We’re tracking the most up-to-date information about the coronavirus and vaccines in North Carolina. Check back for updates.

More than 2,600 cases added

At least 1,463,410 people in North Carolina have tested positive for the coronavirus, and at least 17,765 have died since March 2020, according to state health officials.

The N.C. Department of Health and Human Services on Friday reported 2,609 new COVID-19 cases, down from 3,003 on Thursday.

Sixty-nine additional coronavirus-related deaths were reported Friday. Health officials don’t specify the specific dates for the newly reported deaths.

At least 1,693 people were reported hospitalized with COVID-19 as of Friday, including 468 adult patients who are being treated in intensive care units, health officials said.

On Wednesday, the latest date with available information, 4.4% of coronavirus tests were reported positive.

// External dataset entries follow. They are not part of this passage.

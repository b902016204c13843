//! This module provides the Enzyme struct, which owns reactions and is subject to
//! synthesis, degradation, and optional extended regulation
use crate::reaction_network::reaction::{
    RateModifiers, Reaction, EXTENDED_FORWARD_DG_CUTOFF,
};
use derive_builder::Builder;
use indexmap::IndexMap;

/// Represents an enzyme catalyzing one or more reactions
#[derive(Builder, Debug, Clone)]
pub struct Enzyme {
    /// Used to identify the enzyme (must be unique)
    pub id: String,
    /// Human readable enzyme name
    #[builder(default = "None")]
    pub name: Option<String>,
    /// Current concentration, never negative
    #[builder(default = "0.0")]
    pub concentration: f64,
    /// Concentration recorded at load time, restored by a reset
    #[builder(setter(skip), default = "0.0")]
    pub initial_concentration: f64,
    /// Reactions owned by this enzyme
    #[builder(default = "Vec::new()")]
    pub reactions: Vec<Reaction>,
    /// Half-life driving first-order degradation; non-positive disables decay
    #[builder(default = "0.0")]
    pub half_life: f64,
    /// Whether the enzyme is subject to degradation at all
    #[builder(default = "true")]
    pub degradable: bool,
    /// Locked enzymes are exempt from synthesis and degradation
    #[builder(default = "false")]
    pub locked: bool,
    /// Whether this enzyme is currently active (see [`EnzymeActivity`])
    #[builder(default = "EnzymeActivity::Active")]
    pub activity: EnzymeActivity,
    /// Optional extended regulation block (inhibition, allostery, turnover control)
    #[builder(default = "None")]
    pub regulation: Option<Regulation>,
}

/// Whether an enzyme is active or inactive
#[derive(Clone, Copy, Debug, Eq, PartialEq)]
pub enum EnzymeActivity {
    /// The enzyme is active and its reactions can carry flux
    Active,
    /// The enzyme is inactive and its reactions carry no flux
    Inactive,
}

/// An allosteric binding site: dissociation constant and fold-change at saturation
///
/// For activating effects `fold` is the multiplier approached at full occupancy;
/// for inhibiting effects it is the floor multiplier approached at full occupancy.
#[derive(Clone, Copy, Debug)]
pub struct AllostericSite {
    /// Dissociation constant of the regulator (mM)
    pub kd: f64,
    /// Fold-change at full occupancy
    pub fold: f64,
}

impl AllostericSite {
    /// Fractional occupancy [R]/(Kd + [R]) at the given regulator concentration
    pub fn occupancy(&self, concentration: f64) -> f64 {
        if concentration <= 0.0 {
            return 0.0;
        }
        let kd = self.kd.max(f64::EPSILON);
        concentration / (kd + concentration)
    }
}

/// Extended regulation of an enzyme's kinetics and turnover
#[derive(Clone, Debug, Default)]
pub struct Regulation {
    /// Per-species Km overrides replacing the reaction-level Km
    pub km_overrides: IndexMap<String, f64>,
    /// Competitive inhibitors, species id to Ki; scale the apparent Km
    pub competitive_inhibitors: IndexMap<String, f64>,
    /// Non-competitive inhibitors, species id to Ki; scale down the effective Vmax
    pub noncompetitive_inhibitors: IndexMap<String, f64>,
    /// Allosteric activators of catalysis
    pub allosteric_activators: IndexMap<String, AllostericSite>,
    /// Allosteric inhibitors of catalysis
    pub allosteric_inhibitors: IndexMap<String, AllostericSite>,
    /// Regulators adjusting the enzyme's synthesis rate
    pub synthesis_regulators: IndexMap<String, AllostericSite>,
    /// Regulators adjusting the enzyme's degradation rate
    pub degradation_regulators: IndexMap<String, AllostericSite>,
    /// Gene-independent basal synthesis rate
    pub basal_synthesis: f64,
}

impl Regulation {
    /// Collapse the regulation block into rate modifiers for one snapshot
    ///
    /// Competitive inhibition multiplies the apparent Km by prod(1 + [I]/Ki);
    /// non-competitive inhibition divides Vmax by the same form; allosteric
    /// activation and inhibition scale Vmax by occupancy-weighted fold-changes.
    pub fn rate_modifiers(&self, concentrations: &IndexMap<String, f64>) -> RateModifiers<'_> {
        let mut km_scale = 1.0;
        for (species, ki) in &self.competitive_inhibitors {
            let inhibitor = concentration_of(concentrations, species);
            if inhibitor > 0.0 {
                km_scale *= 1.0 + inhibitor / ki.max(f64::EPSILON);
            }
        }
        let mut vmax_scale = 1.0;
        for (species, ki) in &self.noncompetitive_inhibitors {
            let inhibitor = concentration_of(concentrations, species);
            if inhibitor > 0.0 {
                vmax_scale /= 1.0 + inhibitor / ki.max(f64::EPSILON);
            }
        }
        for (species, site) in &self.allosteric_activators {
            let occupancy = site.occupancy(concentration_of(concentrations, species));
            vmax_scale *= 1.0 + (site.fold - 1.0) * occupancy;
        }
        for (species, site) in &self.allosteric_inhibitors {
            let occupancy = site.occupancy(concentration_of(concentrations, species));
            vmax_scale *= 1.0 - (1.0 - site.fold) * occupancy;
        }
        RateModifiers {
            vmax_scale: vmax_scale.max(0.0),
            km_scale,
            km_overrides: Some(&self.km_overrides),
            forward_cutoff: EXTENDED_FORWARD_DG_CUTOFF,
        }
    }

    /// Synthesis rate adjusted additively by occupancy-scaled fold effects
    pub fn adjusted_synthesis(&self, rate: f64, concentrations: &IndexMap<String, f64>) -> f64 {
        adjusted_rate(rate, &self.synthesis_regulators, concentrations)
    }

    /// Degradation rate adjusted additively by occupancy-scaled fold effects
    pub fn adjusted_degradation(&self, rate: f64, concentrations: &IndexMap<String, f64>) -> f64 {
        adjusted_rate(rate, &self.degradation_regulators, concentrations)
    }
}

fn adjusted_rate(
    rate: f64,
    regulators: &IndexMap<String, AllostericSite>,
    concentrations: &IndexMap<String, f64>,
) -> f64 {
    let mut adjusted = rate;
    for (species, site) in regulators {
        let occupancy = site.occupancy(concentration_of(concentrations, species));
        adjusted += rate * (site.fold - 1.0) * occupancy;
    }
    adjusted.max(0.0)
}

fn concentration_of(concentrations: &IndexMap<String, f64>, species: &str) -> f64 {
    concentrations.get(species).copied().unwrap_or(0.0)
}

impl Enzyme {
    /// First-order degradation rate k = ln(2) / half-life
    pub fn degradation_rate(&self) -> f64 {
        if self.half_life <= 0.0 {
            0.0
        } else {
            std::f64::consts::LN_2 / self.half_life
        }
    }

    /// Add a reaction to this enzyme, recording the back-reference
    pub fn add_reaction(&mut self, mut reaction: Reaction) {
        reaction.enzyme_id = Some(self.id.clone());
        self.reactions.push(reaction);
    }

    /// Recompute every owned reaction's rates from a concentration snapshot
    ///
    /// Reactions are independent of one another within one enzyme, so the order
    /// of computation does not matter. An inactive enzyme contributes zero
    /// effective concentration.
    pub fn update_reaction_rates(&mut self, concentrations: &IndexMap<String, f64>) {
        let effective_concentration = match self.activity {
            EnzymeActivity::Active => self.concentration,
            EnzymeActivity::Inactive => 0.0,
        };
        let modifiers = match &self.regulation {
            Some(regulation) => regulation.rate_modifiers(concentrations),
            None => RateModifiers::default(),
        };
        for reaction in &mut self.reactions {
            reaction.compute_rates(concentrations, effective_concentration, &modifiers);
        }
    }

    /// Apply first-order degradation over one timestep
    ///
    /// No-op if the enzyme is locked, non-degradable, or already depleted.
    pub fn apply_degradation(&mut self, dt: f64) {
        if self.locked || !self.degradable || self.concentration <= 0.0 {
            return;
        }
        let amount = self.degradation_rate() * self.concentration * dt;
        self.concentration = (self.concentration - amount).max(0.0);
    }

    /// Integrate synthesis and degradation over one timestep
    ///
    /// `synthesis_rate` is the expression rate credited by this enzyme's gene.
    /// With a regulation block, both rates are first adjusted by the turnover
    /// regulators and then integrated together; without one, synthesis is added
    /// and plain degradation applied.
    pub fn apply_turnover(
        &mut self,
        dt: f64,
        concentrations: &IndexMap<String, f64>,
        synthesis_rate: f64,
    ) {
        if self.locked {
            return;
        }
        match &self.regulation {
            Some(regulation) => {
                let base_degradation = if self.degradable && self.concentration > 0.0 {
                    self.degradation_rate() * self.concentration
                } else {
                    0.0
                };
                let creation = regulation
                    .adjusted_synthesis(synthesis_rate + regulation.basal_synthesis, concentrations);
                let degradation = regulation.adjusted_degradation(base_degradation, concentrations);
                self.concentration =
                    (self.concentration + (creation - degradation) * dt).max(0.0);
            }
            None => {
                self.concentration += synthesis_rate * dt;
                self.apply_degradation(dt);
            }
        }
    }
}
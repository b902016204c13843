//! Module providing JSON reading of network definitions
//!
//! This is collaborator-facing population of the engine: a definition file is
//! parsed, structurally validated, and handed to the network's atomic bulk-load.
//! The engine itself never serializes its state.
use std::fs;
use std::path::Path;

use indexmap::IndexMap;
use serde::Deserialize;

use crate::configuration::CONFIGURATION;
use crate::io::IoError;
use crate::reaction_network::coupling::EnergyCoupling;
use crate::reaction_network::enzyme::{AllostericSite, Enzyme, EnzymeActivity, Regulation};
use crate::reaction_network::gene::{Gene, GeneActivity, RegulatorKind, RegulatoryElement};
use crate::reaction_network::molecule::Molecule;
use crate::reaction_network::network::ReactionNetwork;
use crate::reaction_network::reaction::Reaction;

// region JSON network

/// A JSON serialized network definition
#[derive(Deserialize)]
struct JsonNetwork {
    #[serde(default)]
    molecules: Vec<JsonMolecule>,
    #[serde(default)]
    enzymes: Vec<JsonEnzyme>,
    #[serde(default)]
    genes: Vec<JsonGene>,
    #[serde(default)]
    couplings: Vec<JsonCoupling>,
}

#[derive(Deserialize)]
struct JsonMolecule {
    id: String,
    name: Option<String>,
    #[serde(default)]
    concentration: f64,
    #[serde(default)]
    locked: bool,
}

#[derive(Deserialize)]
struct JsonReaction {
    id: String,
    name: Option<String>,
    #[serde(default)]
    substrates: IndexMap<String, f64>,
    #[serde(default)]
    products: IndexMap<String, f64>,
    vmax: Option<f64>,
    km: Option<f64>,
    efficiency: Option<f64>,
    delta_g_standard: Option<f64>,
    temperature: Option<f64>,
    #[serde(default)]
    irreversible: bool,
}

#[derive(Deserialize)]
struct JsonEnzyme {
    id: String,
    name: Option<String>,
    #[serde(default)]
    concentration: f64,
    half_life: Option<f64>,
    degradable: Option<bool>,
    #[serde(default)]
    locked: bool,
    #[serde(default)]
    reactions: Vec<JsonReaction>,
    regulation: Option<JsonRegulation>,
}

#[derive(Deserialize)]
struct JsonSite {
    kd: f64,
    fold: f64,
}

#[derive(Deserialize)]
struct JsonRegulation {
    #[serde(default)]
    km: IndexMap<String, f64>,
    #[serde(default)]
    competitive_inhibitors: IndexMap<String, f64>,
    #[serde(default)]
    noncompetitive_inhibitors: IndexMap<String, f64>,
    #[serde(default)]
    allosteric_activators: IndexMap<String, JsonSite>,
    #[serde(default)]
    allosteric_inhibitors: IndexMap<String, JsonSite>,
    #[serde(default)]
    synthesis_regulators: IndexMap<String, JsonSite>,
    #[serde(default)]
    degradation_regulators: IndexMap<String, JsonSite>,
    #[serde(default)]
    basal_synthesis: f64,
}

#[derive(Deserialize)]
struct JsonRegulator {
    kind: String,
    target: String,
    kd: f64,
    fold: f64,
    hill: Option<f64>,
}

#[derive(Deserialize)]
struct JsonGene {
    id: String,
    enzyme: String,
    #[serde(default)]
    basal_rate: f64,
    max_rate: Option<f64>,
    active: Option<bool>,
    #[serde(default)]
    regulators: Vec<JsonRegulator>,
}

#[derive(Deserialize)]
struct JsonCoupling {
    source: String,
    sink: String,
    efficiency: Option<f64>,
    active: Option<bool>,
}

// endregion JSON network

// region Conversions

impl From<JsonMolecule> for Molecule {
    fn from(m: JsonMolecule) -> Self {
        Molecule {
            id: m.id,
            name: m.name,
            concentration: m.concentration.max(0.0),
            locked: m.locked,
        }
    }
}

impl From<JsonReaction> for Reaction {
    fn from(r: JsonReaction) -> Self {
        Reaction {
            id: r.id,
            name: r.name,
            substrates: r.substrates,
            products: r.products,
            vmax: r.vmax.unwrap_or(1.0),
            km: r.km.unwrap_or(1.0),
            efficiency: r.efficiency.unwrap_or(1.0).clamp(0.0, 1.0),
            delta_g_standard: r.delta_g_standard.unwrap_or(0.0),
            temperature: r
                .temperature
                .unwrap_or_else(|| CONFIGURATION.read().unwrap().temperature),
            irreversible: r.irreversible,
            enzyme_id: None,
            forward_rate: 0.0,
            reverse_rate: 0.0,
            delta_g_actual: 0.0,
            useful_work_rate: 0.0,
            heat_rate: 0.0,
            coupled_energy: 0.0,
        }
    }
}

impl From<JsonSite> for AllostericSite {
    fn from(site: JsonSite) -> Self {
        AllostericSite {
            kd: site.kd,
            fold: site.fold,
        }
    }
}

impl From<JsonRegulation> for Regulation {
    fn from(regulation: JsonRegulation) -> Self {
        Regulation {
            km_overrides: regulation.km,
            competitive_inhibitors: regulation.competitive_inhibitors,
            noncompetitive_inhibitors: regulation.noncompetitive_inhibitors,
            allosteric_activators: convert_sites(regulation.allosteric_activators),
            allosteric_inhibitors: convert_sites(regulation.allosteric_inhibitors),
            synthesis_regulators: convert_sites(regulation.synthesis_regulators),
            degradation_regulators: convert_sites(regulation.degradation_regulators),
            basal_synthesis: regulation.basal_synthesis,
        }
    }
}

fn convert_sites(sites: IndexMap<String, JsonSite>) -> IndexMap<String, AllostericSite> {
    sites
        .into_iter()
        .map(|(species, site)| (species, site.into()))
        .collect()
}

impl From<JsonEnzyme> for Enzyme {
    fn from(e: JsonEnzyme) -> Self {
        let mut enzyme = Enzyme {
            id: e.id,
            name: e.name,
            concentration: e.concentration.max(0.0),
            initial_concentration: 0.0,
            reactions: Vec::new(),
            half_life: e.half_life.unwrap_or(0.0),
            degradable: e.degradable.unwrap_or(true),
            locked: e.locked,
            activity: EnzymeActivity::Active,
            regulation: e.regulation.map(Regulation::from),
        };
        for reaction in e.reactions {
            enzyme.add_reaction(reaction.into());
        }
        enzyme
    }
}

impl TryFrom<JsonRegulator> for RegulatoryElement {
    type Error = IoError;

    fn try_from(regulator: JsonRegulator) -> Result<Self, IoError> {
        let kind = match regulator.kind.as_str() {
            "activator" => RegulatorKind::Activator,
            "repressor" => RegulatorKind::Repressor,
            other => return Err(IoError::InvalidRegulatorKind(other.to_string())),
        };
        Ok(RegulatoryElement {
            kind,
            target: regulator.target,
            kd: regulator.kd,
            fold: regulator.fold,
            hill: regulator.hill.unwrap_or(1.0),
        })
    }
}

impl TryFrom<JsonGene> for Gene {
    type Error = IoError;

    fn try_from(g: JsonGene) -> Result<Self, IoError> {
        let mut activators = Vec::new();
        let mut repressors = Vec::new();
        for regulator in g.regulators {
            let element = RegulatoryElement::try_from(regulator)?;
            match element.kind {
                RegulatorKind::Activator => activators.push(element),
                RegulatorKind::Repressor => repressors.push(element),
            }
        }
        Ok(Gene {
            id: g.id,
            enzyme_id: g.enzyme,
            basal_rate: g.basal_rate,
            max_rate: g.max_rate.unwrap_or(f64::INFINITY),
            activity: match g.active.unwrap_or(true) {
                true => GeneActivity::Active,
                false => GeneActivity::Inactive,
            },
            activators,
            repressors,
            last_expression_rate: 0.0,
            last_activation_factor: 1.0,
            last_repression_factor: 1.0,
        })
    }
}

impl From<JsonCoupling> for EnergyCoupling {
    fn from(c: JsonCoupling) -> Self {
        EnergyCoupling {
            source: c.source,
            sink: c.sink,
            efficiency: c.efficiency.unwrap_or(1.0),
            active: c.active.unwrap_or(true),
            total_transferred: 0.0,
        }
    }
}

// endregion Conversions

// region Reading

/// Read a JSON network definition from a string into a populated network
pub fn read_network_from_str(data: &str) -> Result<ReactionNetwork, IoError> {
    let json_network: JsonNetwork = serde_json::from_str(data)?;
    validate(&json_network)?;

    let molecules: Vec<Molecule> = json_network.molecules.into_iter().map(Into::into).collect();
    let enzymes: Vec<Enzyme> = json_network.enzymes.into_iter().map(Into::into).collect();
    let genes: Vec<Gene> = json_network
        .genes
        .into_iter()
        .map(Gene::try_from)
        .collect::<Result<_, _>>()?;
    let couplings: Vec<EnergyCoupling> =
        json_network.couplings.into_iter().map(Into::into).collect();

    let mut network = ReactionNetwork::new_empty();
    network.load(molecules, enzymes, genes, couplings);
    Ok(network)
}

/// Read a JSON network definition file into a populated network
pub fn read_network_from_file<P: AsRef<Path>>(path: P) -> Result<ReactionNetwork, IoError> {
    let data = match fs::read_to_string(&path) {
        Ok(data) => data,
        _ => return Err(IoError::FileNotFound),
    };
    let network = read_network_from_str(&data)?;
    log::info!("read network definition from {:?}", path.as_ref());
    Ok(network)
}

/// Structural validation before load
///
/// Every gene must name a known enzyme, every coupling must name known
/// reactions, and no reaction may have empty stoichiometry on both sides.
/// Unknown molecule ids inside reaction maps are tolerated: they contribute
/// zero rate at runtime.
fn validate(network: &JsonNetwork) -> Result<(), IoError> {
    for enzyme in &network.enzymes {
        for reaction in &enzyme.reactions {
            if reaction.substrates.is_empty() && reaction.products.is_empty() {
                return Err(IoError::EmptyReaction(reaction.id.clone()));
            }
        }
    }
    for gene in &network.genes {
        if !network.enzymes.iter().any(|enzyme| enzyme.id == gene.enzyme) {
            return Err(IoError::UnknownEnzyme {
                gene: gene.id.clone(),
                enzyme: gene.enzyme.clone(),
            });
        }
    }
    for coupling in &network.couplings {
        for reaction_id in [&coupling.source, &coupling.sink] {
            let known = network
                .enzymes
                .iter()
                .flat_map(|enzyme| enzyme.reactions.iter())
                .any(|reaction| &reaction.id == reaction_id);
            if !known {
                return Err(IoError::UnknownReaction(reaction_id.clone()));
            }
        }
    }
    Ok(())
}

// endregion Reading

Health officials say 5% or lower is the target rate to slow the spread of the virus.

Roughly 71% of adults in North Carolina have received at least one dose of a coronavirus vaccine, and about 66% have been fully vaccinated. State officials round vaccination numbers to the nearest whole number.

Most unvaccinated in NC are unlikely to get their shots, poll finds

About two-thirds of North Carolinians who haven’t gotten their COVID-19 shots say it’s not likely they will get them, new poll results show.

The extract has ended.